Experimenting with the approach described by FuzzyChef, will probably be faster and more convenient than the approach suggested in this answer; this answer is mostly a record of my experiments.
Caramelized White Chocolate Ganache
Many if not most white chocolate varieties use deodorized cocoa butter, so most of the flavors present are from milk solids and vanilla, with relatively little "chocolatey" flavor. Caramelized white chocolate is heat processed in a way that browns the milk solids and sugars; the end result is chocolate that tastes similar to milk caramels like dulce de leche.
Caramelized white chocolate behaves like other chocolates; as far as I can tell, it produces a ganache that is relatively close to one produced with dark chocolate.
Executive Summary of Recipe and Results
Melt 4 parts of caramelized white chocolate per one part butter (by weight) over gentle heat and stir until combined. 2 tablespoons is about one ounce of butter, so the ratio is 2 ounces of chocolate per tablespoon of butter.
Caramelized white chocolate ganache is noticeably grittier than a ganache made with the same amount of dark chocolate and butter. Out of the refrigerator, it is slightly harder than dark chocolate ganache, but, after enough time spent at room temperature, both soften to similar textures.
Caramelized white chocolate ganache will taste like the chocolate used. Especially when deeply browned, caramelized white chocolate can taste like milk caramels (for example, dulce de leche).
The process of caramelizing white chocolate at home does not appear to introduce or intensify any dark chocolate flavors, though it also does not completely remove vanilla flavors if they were present in the white chocolate before caramelization.
Between the caramel flavors and vanilla, ganache made with caramelized white chocolate will resist further flavoring.
Logistical Difficulty: Acquiring Caramelized White Chocolate
Unfortunately, obtaining caramelized white chocolate may be inconvenient. It is available for purchase from some vendors, but the most readily available option is probably making it yourself from white chocolate.
Buying Caramelized White Chocolate
Caramelized white chocolate is a specialty product; it will likely be only available at specialty stores or online, and at a markup compared to similar white chocolates. Two examples of caramelized white chocolates available online are:
Caramelizing White Chocolate at Home
It is possible to make caramelized white chocolate at home.
If you have an oven, you can caramelize white chocolate by cooking it in a 250F (120C) oven four about an hour, stirring every 10 minutes. There are more details in this recipe by David Lebovitz.

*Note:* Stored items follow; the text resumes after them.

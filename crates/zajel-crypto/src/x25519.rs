//! X25519 key agreement (RFC 7748).
//!
//! Used for the identity key pair (`spec.md` §3), per-peer session
//! establishment (§4.1), and the ephemeral key agreement behind dead-drop
//! sealing (§4.4).

use rand::rngs::OsRng;
use serde::{Deserialize, Serialize};
use x25519_dalek::{EphemeralSecret, PublicKey, StaticSecret};
use zeroize::Zeroize;

use crate::Result;

/// An X25519 static secret key (for long-lived keys).
#[derive(Clone, Zeroize)]
#[zeroize(drop)]
pub struct X25519StaticSecret {
    inner: StaticSecret,
}

/// An X25519 public key.
#[derive(Clone, Debug, PartialEq, Eq, Serialize, Deserialize)]
pub struct X25519PublicKey {
    bytes: [u8; 32],
}

/// An X25519 shared secret.
#[derive(Zeroize)]
#[zeroize(drop)]
pub struct SharedSecret {
    bytes: [u8; 32],
}

impl X25519StaticSecret {
    /// Generate a new random static secret.
    pub fn random() -> Self {
        Self {
            inner: StaticSecret::random_from_rng(OsRng),
        }
    }

    /// Create from raw bytes.
    pub fn from_bytes(bytes: [u8; 32]) -> Self {
        Self {
            inner: StaticSecret::from(bytes),
        }
    }

    /// Get the raw bytes of this secret.
    pub fn to_bytes(&self) -> [u8; 32] {
        self.inner.to_bytes()
    }

    /// Compute the corresponding public key.
    pub fn public_key(&self) -> X25519PublicKey {
        let pk = PublicKey::from(&self.inner);
        X25519PublicKey {
            bytes: pk.to_bytes(),
        }
    }

    /// Perform Diffie-Hellman key agreement.
    pub fn diffie_hellman(&self, their_public: &X25519PublicKey) -> SharedSecret {
        let pk = PublicKey::from(their_public.bytes);
        let shared = self.inner.diffie_hellman(&pk);
        SharedSecret {
            bytes: *shared.as_bytes(),
        }
    }
}

impl X25519PublicKey {
    /// Create from raw bytes.
    pub fn from_bytes(bytes: [u8; 32]) -> Self {
        Self { bytes }
    }

    /// Get the raw bytes.
    pub fn to_bytes(&self) -> [u8; 32] {
        self.bytes
    }

    /// Get the raw bytes as a slice.
    pub fn as_bytes(&self) -> &[u8; 32] {
        &self.bytes
    }
}

impl SharedSecret {
    /// Get the raw bytes of the shared secret.
    pub fn as_bytes(&self) -> &[u8; 32] {
        &self.bytes
    }
}

/// Perform an ephemeral X25519 key exchange.
///
/// Returns (ephemeral_public_key, shared_secret).
pub fn ephemeral_key_exchange(their_public: &X25519PublicKey) -> (X25519PublicKey, SharedSecret) {
    let secret = EphemeralSecret::random_from_rng(OsRng);
    let public = PublicKey::from(&secret);
    let pk = PublicKey::from(their_public.bytes);
    let shared = secret.diffie_hellman(&pk);

    (
        X25519PublicKey {
            bytes: public.to_bytes(),
        },
        SharedSecret {
            bytes: *shared.as_bytes(),
        },
    )
}

/// Compute X25519 basepoint multiplication (public key from secret).
pub fn basepoint_mult(secret: &[u8; 32]) -> [u8; 32] {
    let sk = StaticSecret::from(*secret);
    let pk = PublicKey::from(&sk);
    pk.to_bytes()
}

/// Convert an Ed25519 secret key to an X25519 secret key.
///
/// Used when a recipient key originates from an Ed25519 keypair (the
/// coordinator's operator key) but an X25519 ECDH is required. Hashes the
/// seed and clamps per RFC 7748.
pub fn ed25519_secret_to_x25519(ed_secret: &[u8; 32]) -> Result<[u8; 32]> {
    let mut x_secret = crate::sha256::hash(ed_secret);
    x_secret[0] &= 248;
    x_secret[31] &= 127;
    x_secret[31] |= 64;
    Ok(x_secret)
}

#[cfg(test)]
mod tests {
    use super::*;

    #[test]
    fn test_key_generation() {
        let secret = X25519StaticSecret::random();
        let public = secret.public_key();
        assert_ne!(public.to_bytes(), [0u8; 32]);
    }

    #[test]
    fn test_diffie_hellman_agreement() {
        let alice_secret = X25519StaticSecret::random();
        let alice_public = alice_secret.public_key();

        let bob_secret = X25519StaticSecret::random();
        let bob_public = bob_secret.public_key();

        let alice_shared = alice_secret.diffie_hellman(&bob_public);
        let bob_shared = bob_secret.diffie_hellman(&alice_public);

        assert_eq!(alice_shared.as_bytes(), bob_shared.as_bytes());
    }

    #[test]
    fn test_ephemeral_exchange() {
        let bob_secret = X25519StaticSecret::random();
        let bob_public = bob_secret.public_key();

        let (alice_eph_pub, alice_shared) = ephemeral_key_exchange(&bob_public);
        let bob_shared = bob_secret.diffie_hellman(&alice_eph_pub);

        assert_eq!(alice_shared.as_bytes(), bob_shared.as_bytes());
    }

    #[test]
    fn test_from_bytes_roundtrip() {
        let secret = X25519StaticSecret::random();
        let bytes = secret.to_bytes();
        let restored = X25519StaticSecret::from_bytes(bytes);
        assert_eq!(
            secret.public_key().to_bytes(),
            restored.public_key().to_bytes()
        );
    }

    #[test]
    fn test_basepoint_mult() {
        let secret = X25519StaticSecret::random();
        let pk1 = secret.public_key().to_bytes();
        let pk2 = basepoint_mult(&secret.to_bytes());
        assert_eq!(pk1, pk2);
    }

    #[test]
    fn test_rfc7748_section6_1() {
        // RFC 7748 Section 6.1 test vector
        let alice_private =
            hex::decode("77076d0a7318a57d3c16c17251b26645df4c2f87ebc0992ab177fba51db92c2a")
                .expect("valid hex");
        let alice_public =
            hex::decode("8520f0098930a754748b7ddcb43ef75a0dbf3a0d26381af4eba4a98eaa9b4e6a")
                .expect("valid hex");

        let mut secret_bytes = [0u8; 32];
        secret_bytes.copy_from_slice(&alice_private);
        let computed_pk = basepoint_mult(&secret_bytes);
        assert_eq!(computed_pk.as_slice(), alice_public.as_slice());
    }
}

It is also possible to caramelize small amounts of white chocolate in a microwave by microwaving in 15-30 second bursts, stirring thoroughly between bursts. This method may take as much as 45 minutes for 4 ounces of chocolate and requires close attention; I find it tedious and recommend the oven method. Note that the chocolate will still reach temperatures around 250F before it starts appreciably browning; use a sufficiently heat-proof bowl.
Choosing the Right White Chocolate
Since you want to avoid the flavors of dark chocolate, you should avoid white chocolated made with non-deodorized cocoa butter. Deodorized is usually the default; El Rey is the only producer that I know of that sells bulk white chocolate made with non-deodorized cocoa butter.
In the US, Ghirardelli and Guittard are two brands that make relatively common white chocolate (*and non-chocolate "white chips") bars and wafers for baking. The varieties that I know of are produced with deodorized cocoa butter.
The recipe by Lebotitz also links to an article that makes the distinction between "real white chocolate" and similar candies that use fats other than milkfat and cocoa butter (cacao fat). This distinction is also maintained by some regulatory bodies, including the United States FDA.
The term "white chips" is used for some of these confections, which are sold alongside other chocolate chips. The presence of fats other than cocoa butter and milkfat means that these chips may have textures and melting properties slightly different from those of white chocolate. On the other hand, the smaller amount (or absence) of cacao product may be desirable if you want to minimize the possibility of introducing chocolate flavors.
In this application, caramelized "white chips" may be close enough to the real thing. Ganache produced with 4:1 caramelized white chips:butter seems to have a similar texture; I find it slightly waxy compared to a ganache prepared with white chocolate, and, when both are brought to room temperature, the ganache made with white chips seems slightly harder than a ganache produced with white chocolate.
However, compared to white chocolate, "white chips" seem more prone to burning or producing large, crunchy pieces when caramelized in a microwave. This can be somewhat mitigated by caramelizing in larger batches (at least 2 ounces or 56g at a time). I was not able to test caramelizing white chips in an oven; the gentler heat of the oven may make this tendency a non-issue.